L'inventario
di Berlusconi e il groviglio di interessi
di Artemio Ruggeri
Silvio Berlusconi farebbe bene
a compiere un accurato inventario delle questioni aperte prima di fare
promesse. I primi cento giorni
del governo non saranno una marcia trionfale. I predecessori gli hanno lasciato
in eredità
alcune gatte da pelare che attendono il
nuovo governo alla prova. Cominciamo dai contratti di lavoro scaduti e
in scadenza. Il, negoziato tra le parti sociali è arenato: i sindacati, invocando il patto triangolare
del 1993, hanno rivendicato aumenti salariali che pareggino
la differenza tra l'inflazione programmata e quella effettiva e che consentano di
redistribuire una parte della cosiddetta produttività di settore. La Confindustria
(con buone ragioni) non condivide tale interpretazione. Il Governo
Amato non ha certo favorito una positiva evoluzione delle vertenze, dal
momento che nel pubblico impiego ha concesso (con aumenti salariali e passaggi
di qualifica in massa) miglioramenti molto generosi, non certamente sostenibili
nei settori privati.
Resta da definire, in
tema di mercato del lavoro, il recepimento della direttiva Ue sui
contratti a tempo determinato. Il confronto tra le parti sociali è finito
in un generale marcar visita, al punto da non poter neppure capire quali
delle potenti associazioni datoriali e sindacali condividono il documento
conclusivo e quali no. Sarà compito difficile mettere le mani in questo
groviglio di interessi contrapposti, avvelenati da mesi di polemiche, in
un contesto in cui i vincoli sono tanto superiori alle disponibilità. Poi,
c'è il problema del che fare per i conti pubblici. Presto - è quasi un
segreto di Pulcinella - l'esecutivo dovrà assolvere a
un compito assai ingrato: una manovra correttiva da 15-20mila miliardi.

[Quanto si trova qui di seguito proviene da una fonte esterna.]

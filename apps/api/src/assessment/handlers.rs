//! Axum route handlers for the technical test lifecycle: idempotent
//! fetch-or-create and at-most-once grading.

use axum::{
    extract::{Path, State},
    Json,
};
use serde::{Deserialize, Serialize};
use serde_json::json;
use tracing::info;
use uuid::Uuid;

use crate::assessment::generator::experience_level_for_score;
use crate::assessment::grading::grade;
use crate::errors::AppError;
use crate::models::application::ApplicationRow;
use crate::models::job::JobOfferRow;
use crate::models::technical_test::TechnicalTestRow;
use crate::screening::status::{apply_test_result, ApplicationStatus};
use crate::state::AppState;

/// A question as shown to the candidate: the correct-answer index stays
/// server-side.
#[derive(Debug, Serialize)]
pub struct QuestionView {
    pub question: String,
    pub options: Vec<String>,
}

#[derive(Debug, Serialize)]
pub struct TestResponse {
    pub questions: Vec<QuestionView>,
    pub job_title: String,
    pub company_name: String,
    pub completed: bool,
}

#[derive(Debug, Deserialize)]
pub struct SubmitAnswersRequest {
    pub answers: Vec<i64>,
}

#[derive(Debug, Serialize)]
pub struct SubmitAnswersResponse {
    pub score: i32,
    pub passed: bool,
    pub status: ApplicationStatus,
}

/// GET /api/v1/applications/:id/test
///
/// Returns the application's technical test, generating and persisting it on
/// first access. Generation happens at most once per application: the unique
/// constraint on application_id resolves concurrent first fetches, and later
/// calls always return the stored questions — a candidate cannot re-roll.
/// Fails with NOT_ELIGIBLE unless the application is TEST_PENDING or ACCEPTED.
pub async fn handle_get_test(
    State(state): State<AppState>,
    Path(application_id): Path<Uuid>,
) -> Result<Json<TestResponse>, AppError> {
    let application = fetch_application(&state, application_id).await?;

    if !application.status.can_take_test() {
        return Err(AppError::NotEligible(format!(
            "Test not available for an application in status {}",
            application.status.as_str()
        )));
    }

    let offer: JobOfferRow = sqlx::query_as("SELECT * FROM job_offers WHERE id = $1")
        .bind(application.job_offer_id)
        .fetch_optional(&state.db)
        .await?
        .ok_or_else(|| {
            AppError::NotFound(format!("Job offer {} not found", application.job_offer_id))
        })?;

    let test = fetch_or_create_test(&state, &application, &offer).await?;

    let questions = test
        .parsed_questions()?
        .into_iter()
        .map(|q| QuestionView {
            question: q.question,
            options: q.options,
        })
        .collect();

    Ok(Json(TestResponse {
        questions,
        job_title: offer.title,
        company_name: offer.company_name,
        completed: test.completed_at.is_some(),
    }))
}

/// POST /api/v1/applications/:id/test
///
/// Grades submitted answers, records the result, and advances the
/// application status — all in one transaction, guarded so a test is graded
/// at most once even under concurrent submissions.
pub async fn handle_submit_answers(
    State(state): State<AppState>,
    Path(application_id): Path<Uuid>,
    Json(request): Json<SubmitAnswersRequest>,
) -> Result<Json<SubmitAnswersResponse>, AppError> {
    let application = fetch_application(&state, application_id).await?;

    let test: TechnicalTestRow =
        sqlx::query_as("SELECT * FROM technical_tests WHERE application_id = $1")
            .bind(application.id)
            .fetch_optional(&state.db)
            .await?
            .ok_or_else(|| {
                AppError::NotFound(format!("No test found for application {application_id}"))
            })?;

    if test.completed_at.is_some() {
        return Err(AppError::AlreadyCompleted);
    }

    let questions = test.parsed_questions()?;
    let result = grade(&questions, &request.answers);
    let new_status = apply_test_result(application.status, result.score);

    // Single transaction: the guarded UPDATE wins any race with a concurrent
    // submission, and the status change commits with the grade or not at all.
    let mut tx = state.db.begin().await?;

    let updated = sqlx::query(
        r#"
        UPDATE technical_tests
        SET answers = $1, score = $2, completed_at = NOW()
        WHERE id = $3 AND completed_at IS NULL
        "#,
    )
    .bind(json!(request.answers))
    .bind(result.score)
    .bind(test.id)
    .execute(&mut *tx)
    .await?;

    if updated.rows_affected() == 0 {
        tx.rollback().await?;
        return Err(AppError::AlreadyCompleted);
    }

    sqlx::query("UPDATE applications SET status = $1 WHERE id = $2")
        .bind(new_status)
        .bind(application.id)
        .execute(&mut *tx)
        .await?;

    tx.commit().await?;

    info!(
        "Test {} graded for application {}: score={}, status={}",
        test.id,
        application.id,
        result.score,
        new_status.as_str()
    );

    Ok(Json(SubmitAnswersResponse {
        score: result.score,
        passed: result.passed,
        status: new_status,
    }))
}

/// Returns the stored test for this application, generating and inserting it
/// first if none exists. `ON CONFLICT DO NOTHING` plus the re-select makes
/// concurrent first accesses converge on a single stored question set.
async fn fetch_or_create_test(
    state: &AppState,
    application: &ApplicationRow,
    offer: &JobOfferRow,
) -> Result<TechnicalTestRow, AppError> {
    let existing: Option<TechnicalTestRow> =
        sqlx::query_as("SELECT * FROM technical_tests WHERE application_id = $1")
            .bind(application.id)
            .fetch_optional(&state.db)
            .await?;

    if let Some(test) = existing {
        return Ok(test);
    }

    let level = experience_level_for_score(application.ai_score.unwrap_or(0));
    let questions = state
        .test_generator
        .generate(&offer.title, &offer.skills, level)
        .await;

    sqlx::query(
        r#"
        INSERT INTO technical_tests (id, application_id, candidate_id, questions)
        VALUES ($1, $2, $3, $4)
        ON CONFLICT (application_id) DO NOTHING
        "#,
    )
    .bind(Uuid::new_v4())
    .bind(application.id)
    .bind(application.candidate_id)
    .bind(json!(questions))
    .execute(&state.db)
    .await?;

    let test: TechnicalTestRow =
        sqlx::query_as("SELECT * FROM technical_tests WHERE application_id = $1")
            .bind(application.id)
            .fetch_one(&state.db)
            .await?;

    Ok(test)
}

async fn fetch_application(
    state: &AppState,
    application_id: Uuid,
) -> Result<ApplicationRow, AppError> {
    sqlx::query_as("SELECT * FROM applications WHERE id = $1")
        .bind(application_id)
        .fetch_optional(&state.db)
        .await?
        .ok_or_else(|| AppError::NotFound(format!("Application {application_id} not found")))
}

Si tratta di una misura ostinatamente negata dal precedente governo
per ragioni elettorali, ma che verrà prepotentemente alla ribalta nelle
prossime settimane. Il fabbisogno di aprile è stato di 54.300 miliardi,
superiore di 20mila miliardi rispetto a quello del
2000.
Si dirà che lo scorso anno si è avuto
un andamento assai sostenuto, per certi versi irripetibile. Il fatto è,
però, che nel mese scorso il fabbisogno ha superato di ben 9mila miliardi
pure il dato del 1999. Si conoscono le ragioni di tale grave scostamento:
sul lato delle entrate la tassazione dei capital gains ha prodotto introiti
inferiori alle previsioni per circa 12mila miliardi; sul
versante delle uscite è scappata di mano - per colpa delle misure sui ticket
- la spesa sanitaria (quella farmaceutica in particolare); per non parlare
ulteriormente della manica larga nei rinnovi contrattuali del pubblico
impiego.
Può essere che, a seguito delle entrate
dell'Irpef, la situazione migliori, ma è assai più probabile che si debba
comunque colmare il maggior disavanzo con ulteriori provvedimenti. L'Ue
ha dato molti segnali di impazienza e non sembra disposta a tollerare
(prima del salto nella moneta unica) un deficit non allineato con le indicazioni
del patto di stabilità. Del resto, il saggio di inflazione desta preoccupazioni,
in primo luogo per gli effetti che produrrà sui tassi di interesse del
debito. A questo punto, non è praticabile un intervento sul fisco senza
realizzare un contenimento della spesa corrente (quella in conto capitale
non può essere ulteriormente sacrificata, a meno di non condannare ancora
il Paese ad una arretratezza infrastrutturale).
Ecco perchè le pensioni torneranno all'ordine
del giorno. Non al solo scopo di erogare alcune migliaia di miliardi per
tonificare gli assegni più modesti. La (mancata) verifica sul sistema previdenziale
è un altro cerino acceso che rischia di bruciare le dita del nuovo Governo,
il quale si trova ormai con le spalle al muro e non dispone di vie di fuga.
Sarà sempre più evidente che l'impegno di ridurre la pressione fiscale,
assunto con forza da Berlusconi, difficilmente potrà essere onorato senza
affrontare il nodo della riduzione strutturale della spesa corrente (di
cui quella pensionistica e sociale è tanta parte). Anche ammesso che una
politica tributaria meno esosa determini una più consistente crescita ed
una emersione dell'economia sommersa, sarebbe sbagliato avviare misure
di riduzione fiscale facendo affidamento sulle ipotetiche maggiori risorse
- non quantificabili a priori - che il maggior sviluppo produrrà. Nel breve,
le riduzioni di imposte devono essere coperte da contenimenti della spesa
in modo da garantire comunque l'equilibrio di bilancio.